Initially, regression was intended for predicting mRNA delivery efficiency. Nonetheless, this approach yielded varying performance outcomes within the sub-dataset (Supplementary Table 2). For example, validation on most lipid structures sourced from Acuitas3741 and Protiva33 exhibited high performance (>0.7 in R2) likely due to multiple data points for each lipid conducted at different dosages. Conversely the validation on lipids from Moderna34,35, where they had a single test, yielded a suboptimal performance (~0.5 in R2). To better approximate the predictive capacity for genuinely novel lipids, the regression model was abandoned in favor of constructing a classification model. The model employed MC3 as a reference criterion, the ionizable lipid in the first approved LNP product (Onpattro®)50. Notably, the classification model exhibited an accuracy (ACC) of 0.82 and precision of 0.76 (Supplementary Table 3). ACC gauges the general predictivity, while precision indicates the likelihood of a predicted good ionizable lipid to genuinely excel in mRNA delivery—a primary concern. Regarding the apparent pKa, the regression model proved adept in the “optimal pKa range” (6.0–7.0).

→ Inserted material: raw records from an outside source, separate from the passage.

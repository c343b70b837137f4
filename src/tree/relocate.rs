//! move
//!
//! The source parent, destination parent and moved node are not on one
//! root-to-leaf path, so they are write-locked in ascending id order with
//! non-blocking attempts. Any failed attempt drops every lock held and backs
//! off before starting over, so a mover never waits while holding a lock.
//!
//! Ids are resolved before locking and can go stale while the mover backs
//! off. Once the three write locks are held, each handle's generation is
//! checked and both parent paths are walked again from the root with
//! non-blocking read locks that stay held until the commit. A stale handle or
//! a path that no longer leads to the same node restarts the whole operation.

use super::{path, resolver};
use crate::concurrency::{Backoff, LockMode, LockSet, ReleaseSignal};
use crate::config::BackoffConfig;
use crate::error::{FsError, FsResult};
use crate::store::NodeStore;
use crate::types::{NodeHandle, NodeId, ROOT};
use tracing::debug;

/// Outcome of one locking round.
enum Attempt {
    Done(FsResult<()>),
    /// A lock was unavailable; back off and retry with the same handles.
    Contended,
    /// The tree changed since resolution; resolve again.
    Stale,
}

/// Outcome of re-walking a path under the move's locks.
enum Rewalk {
    Reached,
    Contended,
    Stale,
    /// The walk passed through the node being moved.
    ThroughChild,
}

struct Plan<'p> {
    src_name: &'p str,
    dst_name: &'p str,
    src_parent_path: &'p [&'p str],
    dst_parent_path: &'p [&'p str],
    child: NodeHandle,
    src_parent: NodeHandle,
    dst_parent: NodeHandle,
}

pub(super) fn move_node(
    store: &NodeStore,
    signal: &ReleaseSignal,
    backoff: BackoffConfig,
    src: &str,
    dst: &str,
) -> FsResult<()> {
    let src_components = path::components(src)?;
    let dst_components = path::components(dst)?;
    if src_components.is_empty() || src_components == dst_components {
        return Err(FsError::InvalidMove);
    }

    let mut backoff = Backoff::new(backoff);
    let mut restarts = 0u32;
    loop {
        let child = resolver::resolve_handle(store, &src_components)?;
        if resolver::resolve_handle(store, &dst_components).is_ok() {
            return Err(FsError::AlreadyExists);
        }

        let (src_parent_path, src_name) = path::split_parent_child(&src_components)?;
        let (dst_parent_path, dst_name) = match path::split_parent_child(&dst_components) {
            Ok(split) => split,
            // Only the root has no parent, and the root always exists.
            Err(_) => return Err(FsError::AlreadyExists),
        };
        if path::is_within(&src_components, dst_parent_path) {
            return Err(FsError::InvalidMove);
        }

        let plan = Plan {
            src_name,
            dst_name,
            src_parent_path,
            dst_parent_path,
            child,
            src_parent: resolver::resolve_handle(store, src_parent_path)?,
            dst_parent: resolver::resolve_handle(store, dst_parent_path)?,
        };

        loop {
            let seen = signal.epoch();
            let mut locks = LockSet::new(store);
            let outcome = attempt(store, &mut locks, &plan);
            let released = !locks.is_empty();
            drop(locks);
            if released {
                signal.notify();
            }

            match outcome {
                Attempt::Done(result) => {
                    debug!(
                        retries = backoff.attempts(),
                        restarts,
                        ok = result.is_ok(),
                        "move finished"
                    );
                    return result;
                }
                Attempt::Contended => backoff.snooze(signal, seen),
                Attempt::Stale => break,
            }
        }
        restarts += 1;
        debug!(restarts, "move preconditions changed, resolving again");
    }
}

fn attempt(store: &NodeStore, locks: &mut LockSet<'_>, plan: &Plan<'_>) -> Attempt {
    let mut order = vec![plan.src_parent.id, plan.dst_parent.id, plan.child.id];
    order.sort_unstable();
    order.dedup();
    for id in order {
        if !locks.try_acquire(id, LockMode::Write) {
            return Attempt::Contended;
        }
    }

    for handle in [plan.child, plan.src_parent, plan.dst_parent] {
        if !locks.slot(handle.id).is_some_and(|slot| slot.matches(handle)) {
            return Attempt::Stale;
        }
    }

    let linked = locks
        .slot(plan.src_parent.id)
        .and_then(|slot| slot.directory().ok())
        .and_then(|entries| entries.lookup(plan.src_name));
    if linked != Some(plan.child.id) {
        return Attempt::Stale;
    }

    match rewalk(locks, plan.src_parent_path, plan.src_parent.id, plan.child.id) {
        Rewalk::Reached => {}
        Rewalk::Contended => return Attempt::Contended,
        Rewalk::Stale | Rewalk::ThroughChild => return Attempt::Stale,
    }
    match rewalk(locks, plan.dst_parent_path, plan.dst_parent.id, plan.child.id) {
        Rewalk::Reached => {}
        Rewalk::Contended => return Attempt::Contended,
        Rewalk::Stale => return Attempt::Stale,
        Rewalk::ThroughChild => return Attempt::Done(Err(FsError::InvalidMove)),
    }

    Attempt::Done(commit(store, locks, plan))
}

/// Walk `components` from the root, reusing held locks and taking read locks
/// on the rest without blocking, and check that it ends at `expected`.
fn rewalk(locks: &mut LockSet<'_>, components: &[&str], expected: NodeId, child: NodeId) -> Rewalk {
    let mut current = ROOT;
    for depth in 0..=components.len() {
        if current == child {
            return Rewalk::ThroughChild;
        }
        if locks.mode_of(current).is_none() && !locks.try_acquire(current, LockMode::Read) {
            return Rewalk::Contended;
        }
        let Some(name) = components.get(depth) else {
            break;
        };
        let next = locks
            .slot(current)
            .and_then(|slot| slot.directory().ok())
            .and_then(|entries| entries.lookup(name));
        match next {
            Some(next) => current = next,
            None => return Rewalk::Stale,
        }
    }
    if current == expected {
        Rewalk::Reached
    } else {
        Rewalk::Stale
    }
}

/// Detach from the source parent and attach under the destination parent.
/// Every check that can fail runs before the detach.
fn commit(store: &NodeStore, locks: &mut LockSet<'_>, plan: &Plan<'_>) -> FsResult<()> {
    let same_parent = plan.src_parent.id == plan.dst_parent.id;
    {
        let dst_entries = locks
            .slot(plan.dst_parent.id)
            .ok_or(FsError::NotFound)?
            .directory()?;
        if dst_entries.lookup(plan.dst_name).is_some() {
            return Err(FsError::AlreadyExists);
        }
        if !same_parent && !dst_entries.has_free_slot() {
            return Err(FsError::NoFreeSlot);
        }
    }

    store.mutate_payload(locks, plan.src_parent.id, |payload| {
        payload
            .entries_mut()?
            .remove(plan.src_name)
            .ok_or(FsError::NotFound)
    })?;

    let attached = store.mutate_payload(locks, plan.dst_parent.id, |payload| {
        payload.entries_mut()?.insert(plan.dst_name, plan.child.id)
    });
    if let Err(err) = attached {
        // Put the node back where it was so it is never left detached.
        store.mutate_payload(locks, plan.src_parent.id, |payload| {
            payload.entries_mut()?.insert(plan.src_name, plan.child.id)
        })?;
        return Err(err);
    }
    Ok(())
}
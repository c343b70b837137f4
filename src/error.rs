//! Error types for treefs

use thiserror::Error;

/// Failure results of filesystem operations.
///
/// These are ordinary outcomes, not process failures: every operation reports
/// one of these after releasing the locks it took.
#[derive(Error, Debug, Clone, Copy, PartialEq, Eq)]
pub enum FsError {
    #[error("not found")]
    NotFound,
    #[error("not a directory")]
    NotADirectory,
    #[error("already exists")]
    AlreadyExists,
    #[error("directory not empty")]
    NotEmpty,
    #[error("inode table full")]
    TableFull,
    #[error("no free directory slot")]
    NoFreeSlot,
    #[error("invalid move")]
    InvalidMove,
    #[error("invalid path")]
    InvalidPath,
}

impl FsError {
    /// Numeric code sent back to remote clients. Success is 0, node ids are
    /// non-negative, so every failure maps to a negative value.
    pub fn code(self) -> i32 {
        match self {
            FsError::NotFound => -1,
            FsError::NotADirectory => -2,
            FsError::AlreadyExists => -3,
            FsError::NotEmpty => -4,
            FsError::TableFull => -5,
            FsError::NoFreeSlot => -6,
            FsError::InvalidMove => -7,
            FsError::InvalidPath => -8,
        }
    }

    pub fn from_code(code: i32) -> Option<Self> {
        match code {
            -1 => Some(FsError::NotFound),
            -2 => Some(FsError::NotADirectory),
            -3 => Some(FsError::AlreadyExists),
            -4 => Some(FsError::NotEmpty),
            -5 => Some(FsError::TableFull),
            -6 => Some(FsError::NoFreeSlot),
            -7 => Some(FsError::InvalidMove),
            -8 => Some(FsError::InvalidPath),
            _ => None,
        }
    }
}

pub type FsResult<T> = Result<T, FsError>;

/// Process-level errors: configuration, I/O, command intake and transport.
#[derive(Error, Debug)]
pub enum ApiError {
    #[error("Configuration error: {0}")]
    ConfigError(String),

    #[error("I/O error: {0}")]
    Io(#[from] std::io::Error),

    #[error("Invalid command on line {line}: {reason}")]
    Parse { line: usize, reason: String },

    #[error("Protocol error: {0}")]
    Protocol(String),

    #[error("Filesystem error: {0}")]
    Fs(#[from] FsError),
}

impl From<config::ConfigError> for ApiError {
    fn from(err: config::ConfigError) -> Self {
        ApiError::ConfigError(err.to_string())
    }
}
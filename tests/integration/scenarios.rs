use treefs::config::{StoreConfig, TreeFsConfig};
use treefs::{FileSystem, FsError, NodeKind};

fn fs() -> FileSystem {
    FileSystem::new(&TreeFsConfig::default())
}

fn small_fs(inode_table_size: usize, max_dir_entries: usize) -> FileSystem {
    FileSystem::new(&TreeFsConfig {
        store: StoreConfig {
            inode_table_size,
            max_dir_entries,
        },
        ..TreeFsConfig::default()
    })
}

#[test]
fn create_then_lookup_nested_file() {
    let fs = fs();
    let a = fs.create("/a", NodeKind::Directory).unwrap();
    let b = fs.create("/a/b", NodeKind::File).unwrap();

    assert_ne!(a, b);
    assert_eq!(fs.lookup("/a"), Ok(a));
    assert_eq!(fs.lookup("/a/b"), Ok(b));
}

#[test]
fn duplicate_create_fails() {
    let fs = fs();
    fs.create("/a", NodeKind::Directory).unwrap();
    assert_eq!(
        fs.create("/a", NodeKind::Directory),
        Err(FsError::AlreadyExists)
    );
    assert_eq!(fs.create("/a", NodeKind::File), Err(FsError::AlreadyExists));
}

#[test]
fn delete_requires_empty_directory() {
    let fs = fs();
    fs.create("/a", NodeKind::Directory).unwrap();
    fs.create("/a/b", NodeKind::File).unwrap();

    assert_eq!(fs.delete("/a"), Err(FsError::NotEmpty));
    assert_eq!(fs.delete("/a/b"), Ok(()));
    assert_eq!(fs.delete("/a"), Ok(()));
    assert_eq!(fs.lookup("/a"), Err(FsError::NotFound));
}

#[test]
fn move_between_directories() {
    let fs = fs();
    fs.create("/a", NodeKind::Directory).unwrap();
    fs.create("/b", NodeKind::Directory).unwrap();
    let x = fs.create("/a/x", NodeKind::File).unwrap();

    assert_eq!(fs.move_node("/a/x", "/b/x"), Ok(()));
    assert_eq!(fs.lookup("/a/x"), Err(FsError::NotFound));
    assert_eq!(fs.lookup("/b/x"), Ok(x));
}

#[test]
fn move_into_own_subtree_fails() {
    let fs = fs();
    fs.create("/a", NodeKind::Directory).unwrap();
    assert_eq!(fs.move_node("/a", "/a/sub"), Err(FsError::InvalidMove));
    assert!(fs.lookup("/a").is_ok());
}

#[test]
fn create_and_delete_are_inverse() {
    let fs = fs();
    fs.create("/d", NodeKind::Directory).unwrap();
    let before = fs.snapshot();
    let allocated = fs.store().allocated_count();

    fs.create("/d/tmp", NodeKind::File).unwrap();
    fs.delete("/d/tmp").unwrap();

    assert_eq!(fs.snapshot(), before);
    assert_eq!(fs.store().allocated_count(), allocated);
}

#[test]
fn move_preserves_count_and_kind() {
    let fs = fs();
    fs.create("/src", NodeKind::Directory).unwrap();
    fs.create("/dst", NodeKind::Directory).unwrap();
    let sub = fs.create("/src/sub", NodeKind::Directory).unwrap();
    fs.create("/src/sub/leaf", NodeKind::File).unwrap();
    let count = fs.snapshot().count();

    fs.move_node("/src/sub", "/dst/renamed").unwrap();

    let tree = fs.snapshot();
    assert_eq!(tree.count(), count);
    let dst = tree.children.iter().find(|c| c.name == "dst").unwrap();
    let moved = &dst.children[0];
    assert_eq!(moved.id, sub);
    assert_eq!(moved.kind, NodeKind::Directory);
    assert_eq!(moved.children[0].name, "leaf");
}

#[test]
fn freed_inodes_are_reused() {
    let fs = small_fs(3, 4);
    assert_eq!(fs.store().capacity(), 3);
    assert_eq!(fs.store().dir_capacity(), 4);
    fs.create("/a", NodeKind::File).unwrap();
    let b = fs.create("/b", NodeKind::File).unwrap();
    assert_eq!(fs.create("/c", NodeKind::File), Err(FsError::TableFull));

    fs.delete("/b").unwrap();
    assert_eq!(fs.create("/c", NodeKind::File), Ok(b));
}

#[test]
fn full_directory_rejects_create() {
    let fs = small_fs(10, 2);
    fs.create("/a", NodeKind::File).unwrap();
    fs.create("/b", NodeKind::File).unwrap();
    assert_eq!(fs.create("/c", NodeKind::File), Err(FsError::NoFreeSlot));
    // The failed create must not leak an inode.
    assert_eq!(fs.store().allocated_count(), 3);
}

#[test]
fn traversal_through_file_fails() {
    let fs = fs();
    fs.create("/f", NodeKind::File).unwrap();
    assert_eq!(fs.lookup("/f/x"), Err(FsError::NotADirectory));
    assert_eq!(fs.create("/f/x", NodeKind::File), Err(FsError::NotADirectory));
}

#[test]
fn root_cannot_be_deleted_or_moved() {
    let fs = fs();
    fs.create("/a", NodeKind::Directory).unwrap();
    assert!(fs.delete("/").is_err());
    assert_eq!(fs.move_node("/", "/a/root"), Err(FsError::InvalidMove));
}

#[test]
fn deep_chain_stops_at_path_limit() {
    let fs = fs();
    let mut path = String::new();
    for level in 0..24 {
        path.push_str(&format!("/d{}", level));
        fs.create(&path, NodeKind::Directory).unwrap();
    }
    assert!(path.len() <= treefs::types::MAX_PATH_LEN);
    assert!(fs.lookup(&path).is_ok());

    for level in 24..27 {
        path.push_str(&format!("/d{}", level));
    }
    assert!(path.len() > treefs::types::MAX_PATH_LEN);
    assert_eq!(fs.create(&path, NodeKind::Directory), Err(FsError::InvalidPath));
}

Although the AI model was trained solely on data samples labeled with categories of mRNA delivery efficiency, it unexpectedly developed the ability to quantify this efficiency, which is a fortunate discovery. The efficiency is positively correlated with the newly defined ECFP score. Some lipids containing squaramide were reported to show remarkable delivery efficiency15, and they were also given high ECFP scores (Supplementary Fig. 5). The score is derived from lipid ECFP bits and their corresponding SHAP values. The SHAP algorithm, providing quantified assessments of feature contributions, has proven to be highly effective in explaining the outputs of AI models43,51. From this view, the model we have developed is interpretable in terms of its structure-activity relationship.

Considering both molecule performance and novelty in structure, some segments were picked up with the help of molecular similarity visualization to generate the lipid pool for the first-round of virtual screening. Design of new lipids was not conducted by straightforwardly maximizing ECFP score, because chemical structures cannot be derived from ECFP codes. After prediction on the generated lipids and statistical analysis, the segments were ranked based on their positive rate. Although heads featuring squaramide outperform other structures again (Supplementary Fig. 6), they were difficult to synthesize and had to be abandoned with regret.

The first-round of lipid virtual screening was culminated in the selection of three ionizable lipids for testing: LQ085, LQ086, and LQ087. Only LQ087 exhibited comparable performance to MC3, but it still fell notably short of SM-102. The specific reason for the underperformance of the three new lipids remains unclear, as the selected head groups were sparsely tested in the previous study, making mechanistic explanation challenging. The limitation in model generalization is a possible cause.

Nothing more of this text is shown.